Reports in the Soviet press today laud many Jewish officers and men who have distinguished themselves in the bloody battle for Stalingrad which entered its thirty-eighth day today.
Sergeant Kosik and Private Berkovitz were given the assignment of cleaning out a squad of Germans who were entrenched in hidden pits and ditches along a road on the outskirts of the city. As they approached the road, a group of German tanks appeared. Although their company was badly outnumbered, Kosik and Berkovitz threw scores of “Molotov cocktails,” setting the tanks afire and forcing their occupants to flee, making the Nazis easy targets for the Russian riflemen.

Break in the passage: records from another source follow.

//! Escaping of documentation text into C string literals.

/// Escape arbitrary documentation text for embedding in a C string literal.
///
/// Backslashes, quotes, and control characters are escaped; any other
/// non-printable byte becomes a `\xNN` sequence.
pub fn escape_for_string(text: &str) -> String {
    let mut out = String::with_capacity(text.len());
    for byte in text.bytes() {
        match byte {
            b'\\' => out.push_str("\\\\"),
            b'"' => out.push_str("\\\""),
            b'\n' => out.push_str("\\n"),
            b'\r' => out.push_str("\\r"),
            b'\t' => out.push_str("\\t"),
            0x20..=0x7E => out.push(byte as char),
            _ => out.push_str(&format!("\\x{byte:02x}")),
        }
    }
    out
}
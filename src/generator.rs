//! High-level generation driver: many annotated headers in, one unit out.

use std::path::Path;

use pyglue_core::{ModuleBuilder, PyglueError};
use pyglue_parser::{ScanError, Scanner};

/// Drives one generation run: a scanner over a module builder, frozen and
/// emitted once all inputs are consumed.
pub struct Generator {
    scanner: Scanner,
}

impl Generator {
    /// Create a generator for a named extension module.
    pub fn new(module_name: &str) -> Self {
        Self {
            scanner: Scanner::new(ModuleBuilder::new(module_name)),
        }
    }

    /// Create a generator whose emitted initializer calls into the wrapped
    /// library first (e.g. `AFF4_Init()`).
    pub fn with_init_call(module_name: &str, init_call: &str) -> Self {
        let mut builder = ModuleBuilder::new(module_name);
        builder.set_init_call(init_call);
        Self {
            scanner: Scanner::new(builder),
        }
    }

    /// Scan one annotated header file.
    pub fn parse_file(&mut self, path: &Path) -> Result<(), PyglueError> {
        log::debug!("scanning {}", path.display());
        self.scanner.scan_file(path).map_err(|err| match err {
            ScanError::Read { path, source } => PyglueError::Io { path, source },
        })
    }

    /// Scan annotated header text under a virtual include name.
    pub fn parse_source(&mut self, include_name: &str, text: &str) {
        self.scanner.scan_source(include_name, text);
    }

    /// Freeze the model and emit the generated source unit.
    pub fn generate(self) -> Result<String, PyglueError> {
        let module = self.scanner.into_builder().freeze();
        Ok(module.write()?)
    }
}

Another exploit reported in the press is that of a Jewish private, Bernstein, who led a group of thirteen trucks bearing ammunition through burning streets, under heavy aerial bombing and artillery fire, to relieve a Russian regiment that had been surrounded by the Germans during a night surprise attack. Other heresies mentioned are Sergeant Leib Fischman, who led his unit against 100 Nazi tanks, destroying fifteen and forcing the others to retreat; Lieut. Shoichet, whose platoon lured eighty-five Nazis into a trap and killed thirty-five of them; and nineteen-year-old cavalryman Abraham Resnitsky, attached to a Cossaek regiment, who made a perilous gallop across no-man’s land to restore communications between two Soviet regiments.
A Jewish doctor, Simon Rafalowich, and his staff, are praised for continuing to work in their Red Cross hospital although a Nazi bomb scored a direct hit, killing six members of the staff.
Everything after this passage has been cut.